Aim of the task >> Beginning with the very first line, please reproduce the entries exactly through the line containing "use std::net::Ipv4Addr;".

[Data extracted from a collection]
╭──

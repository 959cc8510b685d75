//! Per-device forwarding pipeline
//!
//! Once per tick the engine drains every output queue of a device, in
//! interface order, and runs each packet through a fixed sequence of stages:
//!
//! 1. Longest-prefix policy lookup on the destination
//! 2. Policy evaluation (block, or TTL below the floor) → `PolicyViolation`
//! 3. Route lookup, /32 down to /0 → `NoRouteToHost` on a miss
//! 4. Egress selection: the first interface that is up and linked
//! 5. Address resolution through the device cache, learning on a miss;
//!    the packet is transmitted and its TTL decremented
//! 6. Post-transmit TTL check → `TtlExpired`
//!
//! Egress selection does not check that the chosen interface can reach the
//! next hop. Transmitted packets are handed back in the outcome; nothing is
//! delivered to neighbors.

use std::net::Ipv4Addr;

use iosim_core::{DropReason, Packet, Severity};
use iosim_logging::DeviceContextGuard;
use iosim_routing::Policy;
use serde::Serialize;
use tracing::{debug_span, info, trace, warn};

use crate::device::Device;

/// How a transmitted packet left the device
#[derive(Debug, Clone, PartialEq, Eq, Serialize)]
pub struct Transmission {
    /// Egress interface name
    pub interface: String,
    pub next_hop: Ipv4Addr,
    /// Whether the next hop was already in the resolution cache
    pub cache_hit: bool,
}

/// Disposition of one packet
///
/// A packet can be both transmitted and dropped: a transmit that takes the
/// TTL to zero expires in the same tick.
#[derive(Debug, Clone, Serialize)]
pub struct ForwardOutcome {
    /// Device that processed the packet
    pub device: String,
    pub packet: Packet,
    pub transmission: Option<Transmission>,
    pub drop: Option<DropReason>,
    /// Human-readable drop explanation
    pub detail: Option<String>,
}

impl ForwardOutcome {
    pub fn is_transmitted(&self) -> bool {
        self.transmission.is_some()
    }

    pub fn is_dropped(&self) -> bool {
        self.drop.is_some()
    }
}

/// Everything that happened during one tick
#[derive(Debug, Clone, Default, Serialize)]
pub struct TickReport {
    pub tick: u64,
    pub outcomes: Vec<ForwardOutcome>,
    /// Online devices whose queues were drained
    pub devices_processed: usize,
    /// Offline devices left untouched
    pub devices_skipped: usize,
}

impl TickReport {
    pub fn transmitted(&self) -> usize {
        self.outcomes.iter().filter(|o| o.is_transmitted()).count()
    }

    pub fn dropped(&self) -> usize {
        self.outcomes.iter().filter(|o| o.is_dropped()).count()
    }

    /// Number of drops with a specific reason
    pub fn drops(&self, reason: DropReason) -> usize {
        self.outcomes.iter().filter(|o| o.drop == Some(reason)).count()
    }

    pub fn summary(&self) -> String {
        format!(
            "Tick {}: {} packets, {} transmitted, {} dropped, {} devices ({} offline)",
            self.tick,
            self.outcomes.len(),
            self.transmitted(),
            self.dropped(),
            self.devices_processed,
            self.devices_skipped
        )
    }
}

/// Stateless forwarding engine
///
/// All state lives in the [`Device`] being processed.
#[derive(Debug, Clone, Default)]
pub struct ForwardingEngine {
    trace: bool,
}

impl ForwardingEngine {
    /// Create an engine, `trace` enables per-stage trace events
    pub fn new(trace: bool) -> Self {
        Self { trace }
    }

    /// Drain every output queue of `device`
    ///
    /// Offline devices are left untouched and produce no outcomes.
    pub fn process_device(&self, device: &mut Device) -> Vec<ForwardOutcome> {
        if !device.is_online() {
            return Vec::new();
        }

        let _ctx = DeviceContextGuard::new(device.name(), device.kind().as_str());
        let span = debug_span!("drain", device = %device.name());
        let _enter = span.enter();

        let mut outcomes = Vec::new();
        for idx in 0..device.interfaces().len() {
            while let Some(packet) = device.interfaces_mut()[idx].output_queue.pop_front() {
                outcomes.push(self.forward(device, packet));
            }
        }
        outcomes
    }

    /// Run a single packet through the pipeline
    pub fn forward(&self, device: &mut Device, mut packet: Packet) -> ForwardOutcome {
        packet.add_to_path(device.name());
        let destination = packet.destination;

        let matched = device
            .policies()
            .search_longest_prefix(destination)
            .map(|(prefix, policy)| (prefix.to_string(), policy));
        if self.trace {
            trace!(packet = %packet.id, %destination, policy = ?matched, "policy lookup");
        }
        if let Some((prefix, policy)) = matched.filter(|(_, policy)| policy.rejects(packet.ttl)) {
            let detail = match policy {
                Policy::Block => format!("blocked by policy on prefix {prefix}"),
                Policy::TtlMin(min) => {
                    format!("TTL {} below minimum {min} for prefix {prefix}", packet.ttl)
                }
            };
            return self.dropped(device, packet, None, DropReason::PolicyViolation, detail);
        }

        let route = device
            .routing_table()
            .lookup(destination)
            .map(|(key, route)| (key.to_string(), route.next_hop));
        let Some((route_key, next_hop)) = route else {
            let detail = format!("no route to {destination}");
            return self.dropped(device, packet, None, DropReason::NoRouteToHost, detail);
        };
        if self.trace {
            trace!(packet = %packet.id, route = %route_key, %next_hop, "route lookup");
        }

        let egress = device
            .interfaces()
            .iter()
            .find(|iface| iface.is_usable())
            .map(|iface| iface.name.clone());
        let Some(interface) = egress else {
            let detail = format!("no usable interface towards {destination}");
            return self.dropped(device, packet, None, DropReason::NoRouteToHost, detail);
        };

        let cache = device.resolution_cache_mut();
        let cache_hit = cache.contains_key(&next_hop);
        if !cache_hit {
            cache.insert(next_hop, interface.clone());
        }
        device.counters.sent += 1;
        // Saturates, so a packet queued with TTL 0 is sent and then expires
        packet.decrement_ttl();
        if self.trace {
            trace!(packet = %packet.id, %interface, %next_hop, cache_hit, ttl = packet.ttl, "transmitted");
        }

        let transmission = Transmission {
            interface,
            next_hop,
            cache_hit,
        };
        if packet.ttl == 0 {
            let detail = format!("TTL expired for packet from {} to {destination}", packet.source);
            return self.dropped(device, packet, Some(transmission), DropReason::TtlExpired, detail);
        }

        ForwardOutcome {
            device: device.name().to_string(),
            packet,
            transmission: Some(transmission),
            drop: None,
            detail: None,
        }
    }

    fn dropped(
        &self,
        device: &mut Device,
        packet: Packet,
        transmission: Option<Transmission>,
        reason: DropReason,
        detail: String,
    ) -> ForwardOutcome {
        device.counters.dropped += 1;
        match reason.severity() {
            Severity::Info => info!(device = %device.name(), packet = %packet.id, %reason, "{detail}"),
            _ => warn!(device = %device.name(), packet = %packet.id, %reason, "{detail}"),
        }
        ForwardOutcome {
            device: device.name().to_string(),
            packet,
            transmission,
            drop: Some(reason),
            detail: Some(detail),
        }
    }
}
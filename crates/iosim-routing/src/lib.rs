//! # iosim Routing
//!
//! Per-device forwarding state for the iosim network simulator.
//!
//! ## Components
//!
//! - [`AvlTree`]: Height-balanced ordered map with per-case rotation counters
//! - [`RoutingTable`]: Route entries keyed by `"network/len"`, with
//!   most-specific-first lookup
//! - [`PolicyIndex`]: Octet trie of block / TTL-floor policies with
//!   longest-prefix match
//!
//! Every structure here is owned by exactly one device and mutated only from
//! the single simulation thread.

pub mod avl;
pub mod policy;
pub mod table;

pub use avl::{AvlTree, RotationCounts, TreeStats};
pub use policy::{Policy, PolicyIndex, PolicyStats};
pub use table::{Route, RoutingTable};
#[cfg(test)]
mod tests {
    use super::*;

    fn ip(s: &str) -> Ipv4Addr {
        s.parse().unwrap()
    }

    fn scenario_index() -> PolicyIndex {
        let mut index = PolicyIndex::new();
        index.insert(ip("10.0.0.0"), ip("255.0.0.0"), Policy::Block);
        index.insert(ip("10.1.0.0"), ip("255.255.0.0"), Policy::TtlMin(3));
        index
    }

    #[test]
    fn test_longest_prefix_prefers_deeper_match() {
        let index = scenario_index();
        assert_eq!(
            index.search_longest_prefix(ip("10.1.5.5")),
            Some(("10.1.0.0/16", Policy::TtlMin(3)))
        );
        assert_eq!(
            index.search_longest_prefix(ip("10.2.0.0")),
            Some(("10.0.0.0/8", Policy::Block))
        );
        assert_eq!(index.search_longest_prefix(ip("11.0.0.1")), None);
    }

    #[test]
    fn test_partial_octet_prefix() {
        let mut index = PolicyIndex::new();
        index.insert(ip("172.16.0.0"), ip("255.240.0.0"), Policy::Block);

        assert_eq!(
            index.search_longest_prefix(ip("172.31.255.1")),
            Some(("172.16.0.0/12", Policy::Block))
        );
        assert_eq!(index.search_longest_prefix(ip("172.32.0.1")), None);
    }

    #[test]
    fn test_default_prefix_lives_at_root() {
        let mut index = scenario_index();
        index.insert(ip("0.0.0.0"), ip("0.0.0.0"), Policy::TtlMin(1));
        assert_eq!(index.stats().nodes, 3);
        assert_eq!(
            index.search_longest_prefix(ip("8.8.8.8")),
            Some(("0.0.0.0/0", Policy::TtlMin(1)))
        );
        assert_eq!(
            index.search_longest_prefix(ip("10.9.9.9")),
            Some(("10.0.0.0/8", Policy::Block))
        );
    }

    #[test]
    fn test_masked_octets_collapse() {
        let mut index = PolicyIndex::new();
        index.insert(ip("192.168.1.77"), ip("255.255.255.0"), Policy::Block);
        index.insert(ip("192.168.1.0"), ip("255.255.255.0"), Policy::TtlMin(5));

        // Same network and length, the later insert wins
        assert_eq!(index.len(), 1);
        assert_eq!(
            index.search_longest_prefix(ip("192.168.1.200")),
            Some(("192.168.1.0/24", Policy::TtlMin(5)))
        );
    }

    #[test]
    fn test_lengths_sharing_a_node_coexist() {
        let mut index = PolicyIndex::new();
        assert_eq!(index.insert(ip("172.16.0.0"), ip("255.240.0.0"), Policy::Block), None);
        assert_eq!(index.insert(ip("172.16.0.0"), ip("255.255.0.0"), Policy::TtlMin(3)), None);

        assert_eq!(index.stats(), PolicyStats { nodes: 3, prefixes: 2 });
        assert_eq!(
            index.all_prefixes(),
            vec![("172.16.0.0/12", Policy::Block), ("172.16.0.0/16", Policy::TtlMin(3))]
        );
        assert_eq!(
            index.search_longest_prefix(ip("172.16.9.9")),
            Some(("172.16.0.0/16", Policy::TtlMin(3)))
        );
        assert_eq!(
            index.search_longest_prefix(ip("172.20.0.1")),
            Some(("172.16.0.0/12", Policy::Block))
        );
        assert_eq!(index.search_exact(ip("172.16.0.0")), Some(Policy::TtlMin(3)));

        assert_eq!(index.delete(ip("172.16.0.0"), ip("255.255.0.0")), Some(Policy::TtlMin(3)));
        assert_eq!(index.all_prefixes(), vec![("172.16.0.0/12", Policy::Block)]);
        assert_eq!(
            index.search_longest_prefix(ip("172.16.9.9")),
            Some(("172.16.0.0/12", Policy::Block))
        );
        index.check_invariants().unwrap();
    }

    #[test]
    fn test_insert_then_delete_restores_listing() {
        let mut index = scenario_index();
        index.insert(ip("10.1.32.0"), ip("255.255.240.0"), Policy::Block);
        let before: Vec<(String, Policy)> =
            index.all_prefixes().into_iter().map(|(p, v)| (p.to_string(), v)).collect();
        let stats = index.stats();

        // The /24 shares the /20's node; the others create nodes that must be pruned
        for (addr, mask) in [
            ("10.1.32.0", "255.255.255.0"),
            ("10.0.0.0", "255.240.0.0"),
            ("10.1.0.0", "255.255.255.255"),
        ] {
            assert_eq!(index.insert(ip(addr), ip(mask), Policy::TtlMin(9)), None);
            assert_eq!(index.delete(ip(addr), ip(mask)), Some(Policy::TtlMin(9)));

            let after: Vec<(String, Policy)> =
                index.all_prefixes().into_iter().map(|(p, v)| (p.to_string(), v)).collect();
            assert_eq!(after, before, "after {addr}/{mask}");
            assert_eq!(index.stats(), stats);
        }
    }

    #[test]
    fn test_search_exact() {
        let index = scenario_index();
        assert_eq!(index.search_exact(ip("10.1.0.0")), Some(Policy::TtlMin(3)));
        assert_eq!(index.search_exact(ip("10.0.0.0")), Some(Policy::Block));
        assert_eq!(index.search_exact(ip("10.1.5.5")), None);
    }

    #[test]
    fn test_delete_prunes_path() {
        let mut index = scenario_index();
        assert_eq!(index.stats(), PolicyStats { nodes: 3, prefixes: 2 });

        assert_eq!(index.delete(ip("10.1.0.0"), ip("255.255.0.0")), Some(Policy::TtlMin(3)));
        assert_eq!(index.stats(), PolicyStats { nodes: 2, prefixes: 1 });
        assert_eq!(
            index.search_longest_prefix(ip("10.1.5.5")),
            Some(("10.0.0.0/8", Policy::Block))
        );

        assert_eq!(index.delete(ip("10.0.0.0"), ip("255.0.0.0")), Some(Policy::Block));
        assert_eq!(index.stats(), PolicyStats { nodes: 1, prefixes: 0 });
        assert!(index.is_empty());
    }

    #[test]
    fn test_delete_keeps_nodes_with_children() {
        let mut index = scenario_index();
        assert_eq!(index.delete(ip("10.0.0.0"), ip("255.0.0.0")), Some(Policy::Block));
        assert_eq!(index.stats(), PolicyStats { nodes: 3, prefixes: 1 });
        assert_eq!(
            index.search_longest_prefix(ip("10.1.0.9")),
            Some(("10.1.0.0/16", Policy::TtlMin(3)))
        );
        assert_eq!(index.search_longest_prefix(ip("10.2.0.9")), None);
    }

    #[test]
    fn test_delete_missing() {
        let mut index = scenario_index();
        assert_eq!(index.delete(ip("10.0.0.0"), ip("255.255.0.0")), None);
        assert_eq!(index.delete(ip("192.168.0.0"), ip("255.255.0.0")), None);
        assert_eq!(index.len(), 2);
    }

    #[test]
    fn test_all_prefixes_and_clear() {
        let mut index = scenario_index();
        let prefixes: Vec<&str> = index.all_prefixes().into_iter().map(|(p, _)| p).collect();
        assert_eq!(prefixes, vec!["10.0.0.0/8", "10.1.0.0/16"]);

        index.clear();
        assert!(index.all_prefixes().is_empty());
        assert_eq!(index.stats().nodes, 1);
    }

    #[test]
    fn test_policy_serde_shape() {
        assert_eq!(serde_json::to_string(&Policy::Block).unwrap(), r#"{"block":true}"#);
        assert_eq!(serde_json::to_string(&Policy::TtlMin(3)).unwrap(), r#"{"ttl_min":3}"#);

        let parsed: Policy = serde_json::from_str(r#"{"ttl_min":7}"#).unwrap();
        assert_eq!(parsed, Policy::TtlMin(7));
        assert!(serde_json::from_str::<Policy>(r#"{"block":true,"ttl_min":1}"#).is_err());
    }

    #[test]
    fn test_policy_rejects() {
        assert!(Policy::Block.rejects(255));
        assert!(Policy::TtlMin(3).rejects(2));
        assert!(!Policy::TtlMin(3).rejects(3));
    }
}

╰──

Exercise response >>
repository 959cc8510b685d75
//! Per-device forwarding pipeline
//!
//! Once per tick the engine drains every output queue of a device, in
//! interface order, and runs each packet through a fixed sequence of stages:
//!
//! 1. Longest-prefix policy lookup on the destination
//! 2. Policy evaluation (block, or TTL below the floor) → `PolicyViolation`
//! 3. Route lookup, /32 down to /0 → `NoRouteToHost` on a miss
//! 4. Egress selection: the first interface that is up and linked
//! 5. Address resolution through the device cache, learning on a miss;
//!    the packet is transmitted and its TTL decremented
//! 6. Post-transmit TTL check → `TtlExpired`
//!
//! Egress selection does not check that the chosen interface can reach the
//! next hop. Transmitted packets are handed back in the outcome; nothing is
//! delivered to neighbors.

use std::net::Ipv4Addr;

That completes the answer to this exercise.